# PROBLEM
Retype exactly the lines below, beginning with the first and ending with the line where "let folded = (bits" appears.

[Saved entries]
//! Equality policies that work across storage strategies.
//!
//! `equivalent` compares values only. `strict_equivalence` also requires
//! the same storage kind and the same name. `hash_code` mixes the name,
//! the size and every non-zero slot; vectors that differ only by name are
//! value-equivalent but hash differently.
use crate::math::vector::Vector;

const PRIME: i32 = 31;

/// Same size and the same value at every index. Name and storage are
/// ignored.
pub fn equivalent<L, R>(left: &L, right: &R) -> bool
where
    L: Vector + ?Sized,
    R: Vector + ?Sized,
{
    left.size() == right.size() && (0..left.size()).all(|i| left.get_quick(i) == right.get_quick(i))
}

/// Same storage kind, same name (or both unnamed) and value-equivalent.
pub fn strict_equivalence<L, R>(left: &L, right: &R) -> bool
where
    L: Vector + ?Sized,
    R: Vector + ?Sized,
{
    left.kind() == right.kind() && left.name() == right.name() && equivalent(left, right)
}

fn name_hash(name: &str) -> i32 {
    name.encode_utf16()
        .fold(0i32, |h, unit| h.wrapping_mul(PRIME).wrapping_add(unit as i32))
}

pub fn hash_code<V: Vector + ?Sized>(vector: &V) -> i32 {
    let mut result = PRIME.wrapping_add(vector.name().map_or(0, name_hash));
    result = result.wrapping_mul(PRIME).wrapping_add(vector.size() as i32);
    for e in vector.iterate_non_zero() {
        let bits = e.get().to_bits() as i64;
        let folded = (bits ^ (bits >> 32)) as i32;
        result = result.wrapping_add((e.index() as i32).wrapping_mul(folded));
    }
    result
}
use std::fmt;
use std::iter::{FromIterator, FusedIterator};
use std::ops::{Index, IndexMut};
use std::sync::Arc;

use crate::config::VectorKind;
use crate::error::Result;
use crate::math::codec;
use crate::math::element::Element;
use crate::math::equivalence;
use crate::math::functions::BinaryFunction;
use crate::math::matrix::DenseMatrix;
use crate::math::vector::{check_cardinality, LabelBindings, LengthSquaredCache, Vector};
use crate::math::view::VectorView;

/// Vector backed by one contiguous array of `f64` slots.
#[derive(Debug, Clone, Default)]
pub struct DenseVector {
    values: Vec<f64>,
    name: Option<Arc<str>>,
    bindings: Option<LabelBindings>,
    length_squared: LengthSquaredCache,
}

impl DenseVector {
    /// Zero-filled vector of `size` slots.
    pub fn new(size: usize) -> Self {
        Self::from_vec(vec![0.0; size])
    }

    pub fn with_name(name: impl Into<String>, size: usize) -> Self {
        let mut vector = Self::new(size);
        vector.name = Some(Arc::from(name.into()));
        vector
    }

    /// Takes ownership of `values` without copying.
    pub fn from_vec(values: Vec<f64>) -> Self {
        Self {
            values,
            name: None,
            bindings: None,
            length_squared: LengthSquaredCache::new(),
        }
    }

    pub fn from_slice(values: &[f64]) -> Self {
        Self::from_vec(values.to_vec())
    }

    /// Dense copy of any vector, filled from its non-zero slots. The name
    /// is carried over; label bindings are not.
    pub fn from_vector<V: Vector + ?Sized>(vector: &V) -> Self {
        let mut values = vec![0.0; vector.size()];
        for e in vector.iterate_non_zero() {
            values[e.index()] = e.get();
        }
        let mut dense = Self::from_vec(values);
        dense.name = vector.name().map(Arc::from);
        dense
    }

    pub fn decode_vector(text: &str) -> Result<Self> {
        codec::decode(text)
    }

    pub fn as_slice(&self) -> &[f64] {
        &self.values
    }

    /// Direct access to the slots. Drops the cached length.
    pub fn as_mut_slice(&mut self) -> &mut [f64] {
        self.length_squared.invalidate();
        &mut self.values
    }

    pub fn to_vec(&self) -> Vec<f64> {
        self.values.clone()
    }

    pub fn len(&self) -> usize {
        self.values.len()
    }

    pub fn is_empty(&self) -> bool {
        self.values.is_empty()
    }
}

impl Vector for DenseVector {
    type Owned = DenseVector;

    fn size(&self) -> usize {
        self.values.len()
    }

    #[inline]
    fn get_quick(&self, index: usize) -> f64 {
        self.values[index]
    }

    #[inline]
    fn set_quick(&mut self, index: usize, value: f64) {
        self.length_squared.invalidate();
        self.values[index] = value;
    }

    fn iterate_non_zero(&self) -> Box<dyn Iterator<Item = Element> + '_> {
        Box::new(NonZeroIter::new(&self.values))
    }

    fn iterate_all(&self) -> Box<dyn Iterator<Item = Element> + '_> {
        Box::new(AllIter::new(&self.values))
    }

    fn like_sized(&self, size: usize) -> DenseVector {
        let mut vector = DenseVector::new(size);
        vector.bindings = self.bindings.clone();
        vector
    }

    fn clone_vector(&self) -> DenseVector {
        self.clone()
    }

    fn matrix_like(&self, rows: usize, cols: usize) -> DenseMatrix {
        DenseMatrix::zeros(rows, cols)
    }

    fn kind(&self) -> VectorKind {
        VectorKind::Dense
    }

    fn num_nondefault_elements(&self) -> usize {
        self.values.len()
    }

    fn name(&self) -> Option<&str> {
        self.name.as_deref()
    }

    fn set_name(&mut self, name: Option<String>) {
        self.name = name.map(Arc::from);
    }

    fn label_bindings(&self) -> Option<&LabelBindings> {
        self.bindings.as_ref()
    }

    fn label_bindings_mut(&mut self) -> &mut Option<LabelBindings> {
        &mut self.bindings
    }

    fn length_cache(&self) -> Option<&LengthSquaredCache> {
        Some(&self.length_squared)
    }

    fn assign_from_with<W, F>(&mut self, other: &W, function: &F) -> Result<&mut Self>
    where
        W: Vector + ?Sized,
        F: BinaryFunction + ?Sized,
    {
        check_cardinality(self.size(), other.size())?;
        self.length_squared.invalidate();
        if function.is_accumulating() {
            for e in other.iterate_non_zero() {
                let slot = &mut self.values[e.index()];
                *slot = function.apply(*slot, e.get());
            }
        } else {
            for (i, slot) in self.values.iter_mut().enumerate() {
                *slot = function.apply(*slot, other.get_quick(i));
            }
        }
        Ok(self)
    }

    fn add_to<W: Vector + ?Sized>(&self, v: &mut W) -> Result<()> {
        check_cardinality(self.size(), v.size())?;
        for (i, &value) in self.values.iter().enumerate() {
            v.set_quick(i, value + v.get_quick(i));
        }
        Ok(())
    }

    fn get_length_squared(&self) -> f64 {
        self.length_squared
            .get_or_compute(|| self.values.iter().map(|v| v * v).sum())
    }

    fn get_distance_squared<W: Vector + ?Sized>(&self, v: &W) -> Result<f64> {
        check_cardinality(self.size(), v.size())?;
        Ok(self
            .values
            .iter()
            .enumerate()
            .map(|(i, &value)| {
                let delta = value - v.get_quick(i);
                delta * delta
            })
            .sum())
    }
}

/// Walks the slots in order, skipping exact zeros.
pub struct NonZeroIter<'a> {
    values: &'a [f64],
    offset: usize,
}

impl<'a> NonZeroIter<'a> {
    fn new(values: &'a [f64]) -> Self {
        let mut iter = Self { values, offset: 0 };
        iter.skip_zeros();
        iter
    }

    fn skip_zeros(&mut self) {
        while self.offset < self.values.len() && self.values[self.offset] == 0.0 {
            self.offset += 1;
        }
    }
}

impl<'a> Iterator for NonZeroIter<'a> {
    type Item = Element;

    fn next(&mut self) -> Option<Element> {
        if self.offset >= self.values.len() {
            return None;
        }
        let element = Element::new(self.offset, self.values[self.offset]);
        self.offset += 1;
        self.skip_zeros();
        Some(element)
    }

    fn size_hint(&self) -> (usize, Option<usize>) {
        let remaining = self.values.len() - self.offset;
        (remaining.min(1), Some(remaining))
    }
}

impl<'a> FusedIterator for NonZeroIter<'a> {}

pub struct AllIter<'a> {
    values: &'a [f64],
    offset: usize,
}

impl<'a> AllIter<'a> {
    fn new(values: &'a [f64]) -> Self {
        Self { values, offset: 0 }
    }
}

impl<'a> Iterator for AllIter<'a> {
    type Item = Element;

    fn next(&mut self) -> Option<Element> {
        let value = *self.values.get(self.offset)?;
        let element = Element::new(self.offset, value);
        self.offset += 1;
        Some(element)
    }

    fn size_hint(&self) -> (usize, Option<usize>) {
        let remaining = self.values.len() - self.offset;
        (remaining, Some(remaining))
    }
}

impl<'a> ExactSizeIterator for AllIter<'a> {}

impl<'a> FusedIterator for AllIter<'a> {}

/// Same size, same name (or both unnamed) and bit-identical slots, so a
/// NaN slot equals itself and `0.0 != -0.0`.
impl PartialEq for DenseVector {
    fn eq(&self, other: &DenseVector) -> bool {
        self.name == other.name
            && self.values.len() == other.values.len()
            && self
                .values
                .iter()
                .zip(&other.values)
                .all(|(a, b)| a.to_bits() == b.to_bits())
    }
}

/// Against other storage only the values are compared.
impl<'a, V: Vector + ?Sized> PartialEq<VectorView<'a, V>> for DenseVector {
    fn eq(&self, other: &VectorView<'a, V>) -> bool {
        equivalence::equivalent(self, other)
    }
}

impl<'a, V: Vector + ?Sized> PartialEq<DenseVector> for VectorView<'a, V> {
    fn eq(&self, other: &DenseVector) -> bool {
        equivalence::equivalent(self, other)
    }
}

impl From<Vec<f64>> for DenseVector {
    fn from(values: Vec<f64>) -> Self {
        DenseVector::from_vec(values)
    }
}

impl From<DenseVector> for Vec<f64> {
    fn from(vector: DenseVector) -> Self {
        vector.values
    }
}

impl FromIterator<f64> for DenseVector {
    fn from_iter<I: IntoIterator<Item = f64>>(iter: I) -> Self {
        DenseVector::from_vec(iter.into_iter().collect())
    }
}

impl Index<usize> for DenseVector {
    type Output = f64;

    fn index(&self, index: usize) -> &f64 {
        &self.values[index]
    }
}

impl IndexMut<usize> for DenseVector {
    fn index_mut(&mut self, index: usize) -> &mut f64 {
        self.length_squared.invalidate();
        &mut self.values[index]
    }
}

impl fmt::Display for DenseVector {
    fn fmt(&self, f: &mut fmt::Formatter<'_>) -> fmt::Result {
        if let Some(name) = &self.name {
            write!(f, "{}:", name)?;
        }
        write!(f, "[")?;
        for (idx, value) in self.values.iter().enumerate() {
            write!(f, "{}", value)?;
            if idx + 1 != self.values.len() {
                write!(f, ", ")?;
            }
        }
        write!(f, "]")
    }
}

# RESPONSE FOR THIS EXERCISE
//! Equality policies that work across storage strategies.
//!
//! `equivalent` compares values only. `strict_equivalence` also requires
//! the same storage kind and the same name. `hash_code` mixes the name,
//! the size and every non-zero slot; vectors that differ only by name are
//! value-equivalent but hash differently.
use crate::math::vector::Vector;

const PRIME: i32 = 31;

/// Same size and the same value at every index. Name and storage are
/// ignored.
pub fn equivalent<L, R>(left: &L, right: &R) -> bool
where
    L: Vector + ?Sized,
    R: Vector + ?Sized,
{
    left.size() == right.size() && (0..left.size()).all(|i| left.get_quick(i) == right.get_quick(i))
}

/// Same storage kind, same name (or both unnamed) and value-equivalent.
pub fn strict_equivalence<L, R>(left: &L, right: &R) -> bool
where
    L: Vector + ?Sized,
    R: Vector + ?Sized,
{
    left.kind() == right.kind() && left.name() == right.name() && equivalent(left, right)
}

fn name_hash(name: &str) -> i32 {
    name.encode_utf16()
        .fold(0i32, |h, unit| h.wrapping_mul(PRIME).wrapping_add(unit as i32))
}

pub fn hash_code<V: Vector + ?Sized>(vector: &V) -> i32 {
    let mut result = PRIME.wrapping_add(vector.name().map_or(0, name_hash));
    result = result.wrapping_mul(PRIME).wrapping_add(vector.size() as i32);
    for e in vector.iterate_non_zero() {
        let bits = e.get().to_bits() as i64;
        let folded = (bits ^ (bits >> 32)) as i32;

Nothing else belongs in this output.